According to another preferred embodiment of the invention, a symmetric window function is used. This window-function has a total width that corresponds to the number of spectral coefficients included in the enhancement spectrum C (e.g. the second number nC) and it is centred over a relevant frame of the primary coded signal P1. The window-function has a maximal magnitude (typically 1) for the first number n1 of sample values, i.e. the number of sample values in the relevant frame of the primary coded signal P1, and a gradually declining magnitude for sample values outside this range, i.e. for sample values from neighbouring frames to the relevant frame.
The enhanced reconstructed primary coded signal {circumflex over (P)}E having a spectrum, which includes the second nC of spectral coefficients, can thus be produced on basis of the extended frame of the reconstructed primary coded signal {circumflex over (P)}1 and the reconstructed enhancement spectrum Ĉ. The second number nC is preferably a power of the integer two, because this enables efficient further processing of the resulting enhanced reconstructed primary coded signal {circumflex over (P)}E, for instance by means of fast Fourier transform (FFT).
A theoretical alternative to avoid extending the reconstructed primary coded signal frames before applying the reconstructed enhancement spectrum Ĉ and to then also avoid reducing the frame size of the enhanced reconstructed primary coded signal {circumflex over (P)}E prior to synthesis filtering would be to resample the reconstructed enhancement spectrum Ĉ at the first number n1 of sample points such that an enhanced reconstructed primary coded signal {circumflex over (P)}E could be created with only the first number n1 spectral coefficients. This would, however, deteriorate the perceptual quality gained by the longer block length of the enhancement spectrum Ĉ frame in an undesirable manner.
All the decoding measures proposed above could, of course, be implemented by means of a computer program directly loadable into the internal memory of a computer, which includes appropriate software for controlling the necessary steps when the program is run on a computer. The computer program can likewise be recorded onto arbitrary kind of computer readable medium.
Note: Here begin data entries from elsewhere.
//! Free-format tokenizer shared by every language reader.
//!
//! Turns raw source text into a lazy sequence of [`Token`]s, stripping
//! comments, collapsing `#define` bodies, joining multi-line string
//! literals, and collapsing runs of blank lines down to a single `"\n"`
//! marker. The tokenizer has no notion of C, C++, Objective-C or Java —
//! that knowledge lives entirely in the language readers that consume
//! its output.

use crate::core::Token;

const SYMBOL_CHARS: &str = "!%^&*-=+|\\<>/";

/// Lazily tokenizes `source`. Consumers may stop iterating at any point;
/// the tokenizer does no work beyond what has been pulled.
pub fn tokenize(source: &str) -> Tokenizer<'_> {
    Tokenizer::new(source)
}

pub struct Tokenizer<'a> {
    chars: Vec<char>,
    pos: usize,
    line: usize,
    prev_raw_was_newline: bool,
    _source: &'a str,
}

impl<'a> Tokenizer<'a> {
    fn new(source: &'a str) -> Self {
        Self {
            chars: source.chars().collect(),
            pos: 0,
            line: 1,
            prev_raw_was_newline: false,
            _source: source,
        }
    }

    fn at_end(&self) -> bool {
        self.pos >= self.chars.len()
    }

    fn peek(&self, offset: usize) -> Option<char> {
        self.chars.get(self.pos + offset).copied()
    }

    /// Scans exactly one "raw" lexical span starting at `self.pos`,
    /// advancing `self.pos`/`self.line` past it. Returns the lexeme and
    /// whether it must be suppressed from the public token stream
    /// (comments and `#define` bodies never surface as tokens, but they
    /// still advance the line counter and reset the blank-line-run
    /// tracking exactly as a real token would).
    fn scan_raw(&mut self) -> (String, bool) {
        let c = self.chars[self.pos];

        if c == '\n' {
            self.pos += 1;
            self.line += 1;
            return ("\n".to_string(), false);
        }

        if c == ' ' || c == '\t' || c == '\r' {
            self.pos += 1;
            return (" ".to_string(), true);
        }

        if c == '#' {
            return self.scan_preprocessor();
        }

        if c == '/' && self.peek(1) == Some('*') {
            return self.scan_block_comment();
        }

        if c == '/' && self.peek(1) == Some('/') {
            return self.scan_line_comment();
        }

        if c == '"' || c == '\'' {
            return self.scan_string_literal(c);
        }

        if c.is_alphabetic() || c == '_' {
            return self.scan_identifier();
        }

        if c == ':' {
            return self.scan_colon();
        }

        if SYMBOL_CHARS.contains(c) {
            return self.scan_symbol_run();
        }

        self.pos += 1;
        (c.to_string(), false)
    }

    fn scan_identifier(&mut self) -> (String, bool) {
        let start = self.pos;
        while let Some(c) = self.peek(0) {
            if c.is_alphanumeric() || c == '_' {
                self.pos += 1;
            } else {
                break;
            }
        }
        (self.chars[start..self.pos].iter().collect(), false)
    }

    fn scan_colon(&mut self) -> (String, bool) {
        self.pos += 1;
        match self.peek(0) {
            Some(':') => {
                self.pos += 1;
                ("::".to_string(), false)
            }
            Some('=') => {
                self.pos += 1;
                (":=".to_string(), false)
            }
            _ => (":".to_string(), false),
        }
    }

    fn scan_symbol_run(&mut self) -> (String, bool) {
        let start = self.pos;
        while let Some(c) = self.peek(0) {
            if SYMBOL_CHARS.contains(c) {
                self.pos += 1;
            } else {
                break;
            }
        }
        (self.chars[start..self.pos].iter().collect(), false)
    }

    fn scan_string_literal(&mut self, quote: char) -> (String, bool) {
        let start = self.pos;
        self.pos += 1;
        loop {
            if self.at_end() {
                break;
            }
            let c = self.chars[self.pos];
            if c == quote {
                let preceding_backslashes = self.chars[start + 1..self.pos]
                    .iter()
                    .rev()
                    .take_while(|&&ch| ch == '\\')
                    .count();
                self.pos += 1;
                if preceding_backslashes % 2 == 0 {
                    break;
                }
                continue;
            }
            self.pos += 1;
        }
        self.finish_multiline_span(start)
    }

    fn scan_block_comment(&mut self) -> (String, bool) {
        let start = self.pos;
        self.pos += 2;
        while !self.at_end() {
            if self.chars[self.pos] == '*' && self.peek(1) == Some('/') {
                self.pos += 2;
                break;
            }
            self.pos += 1;
        }
        let (lexeme, _) = self.finish_multiline_span(start);
        (lexeme, true)
    }

    fn scan_line_comment(&mut self) -> (String, bool) {
        let start = self.pos;
        while !self.at_end() && self.chars[self.pos] != '\n' {
            self.pos += 1;
        }
        (self.chars[start..self.pos].iter().collect(), true)
    }

    /// Advances `self.line` by the number of `\n` characters in the span
    /// just scanned and returns that span as a lexeme.
    fn finish_multiline_span(&mut self, start: usize) -> (String, bool) {
        let span = &self.chars[start..self.pos];
        self.line += span.iter().filter(|&&c| c == '\n').count();
        (span.iter().collect(), false)
    }

    fn scan_preprocessor(&mut self) -> (String, bool) {
        let hash_pos = self.pos;
        self.pos += 1;
        while matches!(self.peek(0), Some(' ') | Some('\t')) {
            self.pos += 1;
        }
        let word_start = self.pos;
        while let Some(c) = self.peek(0) {
            if c.is_alphanumeric() || c == '_' {
                self.pos += 1;
            } else {
                break;
            }
        }
        let word: String = self.chars[word_start..self.pos].iter().collect();

        if word.is_empty() {
            // Bare '#' with nothing recognizable after it: treat as a
            // plain punctuation character.
            self.pos = hash_pos + 1;
            return ("#".to_string(), false);
        }

        let canonical = format!("#{word}");

        // Every directive except `#define` consumes the rest of its line
        // (e.g. `#ifdef X`, `#include <y>`) but still surfaces as a
        // single emitted token; `#define`'s body is suppressed entirely.
        match word.as_str() {
            "define" => {
                self.consume_define_body();
                (canonical, true)
            }
            _ => {
                self.skip_to_end_of_line();
                (canonical, false)
            }
        }
    }

    /// Consumes through the first newline whose preceding (stripped)
    /// line does not end in a backslash continuation.
    fn consume_define_body(&mut self) {
        loop {
            match self.find_newline_from(self.pos) {
                Some(nl_pos) => {
                    let line_text: String = self.chars[self.pos..nl_pos].iter().collect();
                    if line_text.trim_end().ends_with('\\') {
                        self.pos = nl_pos + 1;
                        self.line += 1;
                        continue;
                    }
                    self.pos = nl_pos;
                    return;
                }
                None => {
                    self.line += self.chars[self.pos..]
                        .iter()
                        .filter(|&&c| c == '\n')
                        .count();
                    self.pos = self.chars.len();
                    return;
                }
            }
        }
    }

    fn skip_to_end_of_line(&mut self) {
        match self.find_newline_from(self.pos) {
            Some(nl_pos) => self.pos = nl_pos,
            None => self.pos = self.chars.len(),
        }
    }

    fn find_newline_from(&self, from: usize) -> Option<usize> {
        self.chars[from..]
            .iter()
            .position(|&c| c == '\n')
            .map(|offset| from + offset)
    }
}

impl<'a> Iterator for Tokenizer<'a> {
    type Item = Token;

    fn next(&mut self) -> Option<Token> {
        loop {
            if self.at_end() {
                return None;
            }
            let line_before = self.line;
            let (lexeme, suppressed) = self.scan_raw();
            let is_newline_raw = lexeme == "\n";

            if is_newline_raw {
                let was_in_blank_run = self.prev_raw_was_newline;
                self.prev_raw_was_newline = true;
                if was_in_blank_run {
                    continue;
                }
                return Some(Token::new("\n", self.line));
            }

            self.prev_raw_was_newline = false;

            if suppressed {
                continue;
            }

            // Single-line tokens report the line on which they begin;
            // multi-line spans already advanced self.line to the line
            // on which they end.
            let reported_line = if self.line == line_before {
                line_before
            } else {
                self.line
            };
            return Some(Token::new(lexeme, reported_line));
        }
    }
}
FIG. 3 shows a block diagram over a transmitter according to a first embodiment the invention. The transmitter is a so-called LPAS-encoder (LPAS=Linear Predictive Analysis-by-Synthesis), in which the primary coder 101 includes an inverse synthesis filter 301. This filter 301 receives an acoustic source signal x and generates in response thereto a target signal T. The primary coder 101 further includes one or more units (not shown), e.g. to perform LPC-analysis, and an excitation generator 311. The excitation generator 311 receives the acoustic source signal x and produces, in response thereto, a primary coded signal P1 and encoded information S. The encoded information S is transmitted to a receiver for reconstruction of the primary coded signal P1.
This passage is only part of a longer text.